RLoewen · March 11, 2024, 9:38pm

I have been looking at the article from the NYT: ‘Who Works From Home’ published March 08. In particular, I have been looking at this image (Graph is titled “Share of full remote and hybrid college-educated workers who have children or not, by gender”). My question is there are better or clearer way to show when a group is under or over represented. Also, how would you rewrite their descriptor “Mothers of young kids are more likely to work from home than other women.” I think it is misleading in the way it is presented, but not sure how I would do it better…

RLoewen · March 13, 2024, 5:15pm

Okay, I figured it out for myself. It’s basically an odds ratio and if I think of it as a forest plot, it makes sense. I am borrowing that from my work in health economics, but I think it fits perfectly here!

sar46148 · March 15, 2024, 3:12pm

I am confused by this figure. Is the “with young kids” what we should be focusing on? If I am reading it right, men and women with no kids are more likely to work remote or hybrid as compared to people with kids. Or are we not supposed to compare them? I am confused here…

We typically use representation indices to show representation and compare across groups.

kweitemier · March 15, 2024, 4:04pm

Hmm, I’m reading this in the opposite way, @sar46148, showing that people with no kids are under-represented among the remote/hybrid workforce.

It’s unclear to me if the NYT description of “Mother’s with young kids…” is meant to only describe how to read the figure, or if it’s also highlighting a key finding. I think they could have done better by pointing to the solid line and writing, for example “Mother’s with older kids make up ~23% of the overall female workforce.” And then another pointer to the top of the colored bars saying “Mother’s with older kids make up ~21% of the female remote/hybrid workforce.”

I guess we don’t know the statistical significance here, but I read this graph as mainly showing that the remote/hybrid workforce is a good reflection of the overall workforce.

(What really strikes me about this figure is the similarity between men an women in the share of the workforce that has kids.)

carolgq · March 17, 2024, 2:51pm

I would be interested in knowing the prevalence of working from home given the presence or absence of children.
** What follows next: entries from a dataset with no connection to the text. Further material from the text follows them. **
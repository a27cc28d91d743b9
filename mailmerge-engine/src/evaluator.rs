//! Template evaluation
//!
//! Walks a compiled template against a context and produces the rich output.
//! Evaluation cannot fail: a key that is missing, null, or holds an array or
//! object renders as nothing, and as false when used as a condition.

use serde_json::Value;

use crate::{
    context::Context,
    node::{CompiledTemplate, Node},
};

/// Renders a compiled template
pub fn render(template: &CompiledTemplate, context: &Context) -> String {
    let mut out = String::new();
    render_nodes(template.nodes(), context, &mut out);
    out
}

fn render_nodes(nodes: &[Node], context: &Context, out: &mut String) {
    for node in nodes {
        match node {
            Node::Literal(text) => out.push_str(text),
            Node::Variable(path) => write_value(context.lookup(path), out),
            Node::Conditional {
                condition,
                then_branch,
                else_branch,
            } => {
                let branch = if is_truthy(context.lookup(condition)) {
                    then_branch
                } else {
                    else_branch
                };
                render_nodes(branch, context, out);
            }
        }
    }
}

/// Absent, `null` and `false` are falsy; every other value is truthy
pub fn is_truthy(value: Option<&Value>) -> bool {
    !matches!(value, None | Some(Value::Null) | Some(Value::Bool(false)))
}

fn write_value(value: Option<&Value>, out: &mut String) {
    match value {
        Some(Value::String(text)) => out.push_str(text),
        Some(Value::Bool(true)) => out.push_str("true"),
        Some(Value::Bool(false)) => out.push_str("false"),
        Some(Value::Number(number)) => out.push_str(&number.to_string()),
        Some(Value::Null | Value::Array(_) | Value::Object(_)) | None => (),
    }
}

#[cfg(test)]
mod tests {
    use serde_json::json;

    use super::*;
    use crate::parser::compile;

    const GREETING: &str = "Hi {{name}}, {{#if premium}}Thanks for being a premium user!{{else}}Check out our premium plan.{{/if}}";

    fn eval(src: &str, data: Value) -> String {
        render(&compile(src).unwrap(), &Context::from(data))
    }

    #[test]
    fn premium_user() {
        assert_eq!(
            eval(GREETING, json!({"name": "Alice", "premium": true})),
            "Hi Alice, Thanks for being a premium user!"
        );
    }

    #[test]
    fn regular_user() {
        assert_eq!(
            eval(GREETING, json!({"name": "Bob", "premium": false})),
            "Hi Bob, Check out our premium plan."
        );
    }

    #[test]
    fn missing_data_falls_back() {
        assert_eq!(eval(GREETING, json!({})), "Hi , Check out our premium plan.");
        assert_eq!(eval("[{{undefined}}]", json!({"other": 1})), "[]");
        assert_eq!(eval("[{{#if nope}}x{{/if}}]", json!({})), "[]");
    }

    #[test]
    fn scalar_formatting() {
        let data = json!({"n": 42, "f": 3.5, "neg": -7, "yes": true, "no": false, "nil": null});
        assert_eq!(
            eval("{{n}} {{f}} {{neg}} {{yes}} {{no}} [{{nil}}]", data),
            "42 3.5 -7 true false []"
        );
    }

    #[test]
    fn opaque_values_render_empty() {
        let data = json!({"list": [1, 2], "obj": {"a": 1}});
        assert_eq!(eval("[{{list}}][{{obj}}]", data), "[][]");
    }

    #[test]
    fn truthiness() {
        let cases = [
            (json!({"k": true}), "T"),
            (json!({"k": false}), "F"),
            (json!({"k": null}), "F"),
            (json!({}), "F"),
            (json!({"k": ""}), "T"),
            (json!({"k": 0}), "T"),
            (json!({"k": "no"}), "T"),
            (json!({"k": []}), "T"),
            (json!({"k": {}}), "T"),
        ];
        for (data, expected) in cases {
            assert_eq!(eval("{{#if k}}T{{else}}F{{/if}}", data.clone()), expected, "{data}");
        }
    }

    #[test]
    fn unless_inverts() {
        let src = "{{#unless paid}}Please pay{{else}}Thanks{{/unless}}";
        assert_eq!(eval(src, json!({"paid": true})), "Thanks");
        assert_eq!(eval(src, json!({})), "Please pay");
    }

    #[test]
    fn nested_conditionals_and_paths() {
        let src = "{{#if user}}{{#if user.premium}}Gold {{user.name}}{{else}}{{user.name}}{{/if}}{{else}}Guest{{/if}}";
        assert_eq!(eval(src, json!({"user": {"name": "Ann", "premium": true}})), "Gold Ann");
        assert_eq!(eval(src, json!({"user": {"name": "Ann"}})), "Ann");
        assert_eq!(eval(src, json!({})), "Guest");
    }

    #[test]
    fn repeated_renders_are_identical() {
        let compiled = compile(GREETING).unwrap();
        let context = Context::from(json!({"name": "Alice", "premium": true}));
        assert_eq!(render(&compiled, &context), render(&compiled, &context));
    }
}
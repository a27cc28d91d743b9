use std::{
    any::Any,
    panic::{self, AssertUnwindSafe},
    sync::Arc,
};

use mailmerge_engine::{CompiledTemplate, Context, Policy, compile, evaluator, sanitize, to_plain_text};

use crate::{RenderRequest, RenderResult, TemplateError, cache::TemplateCache};

/// Engine configuration
#[derive(Debug, Clone)]
pub struct Options {
    /// Markup allowed in data values
    pub policy: Policy,
    /// Number of compiled templates to keep; 0 disables the cache
    pub cache_capacity: usize,
}

impl Default for Options {
    fn default() -> Self {
        Self {
            policy: Policy::default(),
            cache_capacity: 256,
        }
    }
}

/// Renders templates against untrusted data
///
/// An engine holds only immutable configuration and the compiled template
/// cache, so one instance can serve any number of threads.
pub struct Engine {
    policy: Policy,
    cache: TemplateCache,
}

impl Engine {
    pub fn new(options: Options) -> Self {
        Self {
            policy: options.policy,
            cache: TemplateCache::new(options.cache_capacity),
        }
    }

    pub fn cache(&self) -> &TemplateCache {
        &self.cache
    }

    /// Compiles a template, reusing the cached result when there is one
    pub fn compile(&self, template: &str) -> Result<Arc<CompiledTemplate>, TemplateError> {
        self.cache.get_or_compile(template, compile).map_err(|err| {
            log::warn!("rejected template: {err}");
            TemplateError::from(err)
        })
    }

    /// Renders `template` against `data`, producing rich and plain text
    ///
    /// String values in `data` go through the sanitizer before they are
    /// merged. Missing keys render as nothing; the only expected error is a
    /// malformed template.
    pub fn render(&self, template: &str, data: impl Into<Context>) -> Result<RenderResult, TemplateError> {
        let data = data.into();
        guarded(|| {
            let compiled = self.compile(template)?;
            let context = sanitize(&self.policy, data);
            let rich_text = evaluator::render(&compiled, &context);
            let plain_text = to_plain_text(&rich_text);
            Ok(RenderResult { rich_text, plain_text })
        })
    }

    pub fn render_request(&self, request: RenderRequest) -> Result<RenderResult, TemplateError> {
        self.render(&request.template, request.data)
    }
}

impl Default for Engine {
    fn default() -> Self {
        Self::new(Options::default())
    }
}

/// Runs `render`, turning a panic into [`TemplateError::Internal`]
fn guarded<T>(render: impl FnOnce() -> Result<T, TemplateError>) -> Result<T, TemplateError> {
    panic::catch_unwind(AssertUnwindSafe(render)).unwrap_or_else(|panic| {
        log::error!("template rendering panicked: {}", panic_message(panic.as_ref()));
        Err(TemplateError::Internal)
    })
}

fn panic_message(panic: &(dyn Any + Send)) -> &str {
    match panic.downcast_ref::<&str>() {
        Some(message) => *message,
        None => panic
            .downcast_ref::<String>()
            .map_or("unknown panic", String::as_str),
    }
}

#[cfg(test)]
mod tests {
    use pretty_assertions::assert_eq;
    use serde_json::json;

    use super::*;

    #[test]
    fn panics_become_internal_errors() {
        let result: Result<(), _> = guarded(|| panic!("index out of bounds"));
        assert_eq!(result, Err(TemplateError::Internal));
    }

    #[test]
    fn guarded_passes_results_through() {
        assert_eq!(guarded(|| Ok(1)), Ok(1));
        let syntax = TemplateError::Syntax {
            position: 0,
            reason: "x".to_string(),
        };
        assert_eq!(guarded::<()>(|| Err(syntax.clone())), Err(syntax));
    }

    #[test]
    fn panic_messages() {
        assert_eq!(panic_message(&"static"), "static");
        assert_eq!(panic_message(&"owned".to_string()), "owned");
        assert_eq!(panic_message(&42), "unknown panic");
    }

    #[test]
    fn compiled_templates_are_cached() {
        let engine = Engine::default();
        engine.render("Hi {{name}}", json!({"name": "A"})).unwrap();
        engine.render("Hi {{name}}", json!({"name": "B"})).unwrap();
        assert_eq!(engine.cache().len(), 1);
    }

    #[test]
    fn cache_can_be_disabled() {
        let engine = Engine::new(Options {
            cache_capacity: 0,
            ..Options::default()
        });
        let result = engine.render("Hi {{name}}", json!({"name": "A"})).unwrap();
        assert_eq!(result.rich_text, "Hi A");
        assert!(engine.cache().is_empty());
    }

    #[test]
    fn custom_policy() {
        let engine = Engine::new(Options {
            policy: Policy::text_only(),
            ..Options::default()
        });
        let result = engine.render("<p>{{bio}}</p>", json!({"bio": "<b>bold</b>"})).unwrap();
        assert_eq!(result.rich_text, "<p>bold</p>");
        assert_eq!(result.plain_text, "bold");
    }
}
This chart doesn’t help with that.

RLoewen · March 25, 2024, 6:28pm

The point is that if you are a highly educated working women with young kids, the odds of you working from home are higher than if you are a HEWW with no kids. So you are separating out into different populations (with young kids or with no kids) and looking at the likelihood of the outcome (WFH) within that population (HEWW with young kids) compared to the likelihood of that outcome in a different population (HEWW with no kids)… Representativeness Index is a different approach with some advantages (seems easier to understand, aligns perfectly if your outcome is to understand representativeness across different populations, doesn’t require you to assume any ‘base’ population to compare to.) the Odds Ratio approach has different advantages: it lets you utilize hypothesis testing (you can estimate confidence intervals); allows you to analyze complex interactions between different variables (here, for example, the interaction between gender and presence of children on the outcome (WFH) ) ; and lets you analyze without assumptions about the underlying distribution of the populations being studied ; and even lets you analyze without knowing the total population numbers (n) - which are sometimes not well fixed. The percentage approach that the RI is based on is very sensitive to the total n numbers, so if you are not sure about those or if those prove to be unstable, the RI might be too responsive to give you a useful signal.

RLoewen · March 25, 2024, 6:30pm

This is a rough mockup of the forest plot - although I don’t have the underlying data so I can’t do the confidence intervals and it is not exact… In case that helps to illustrate what I figured out…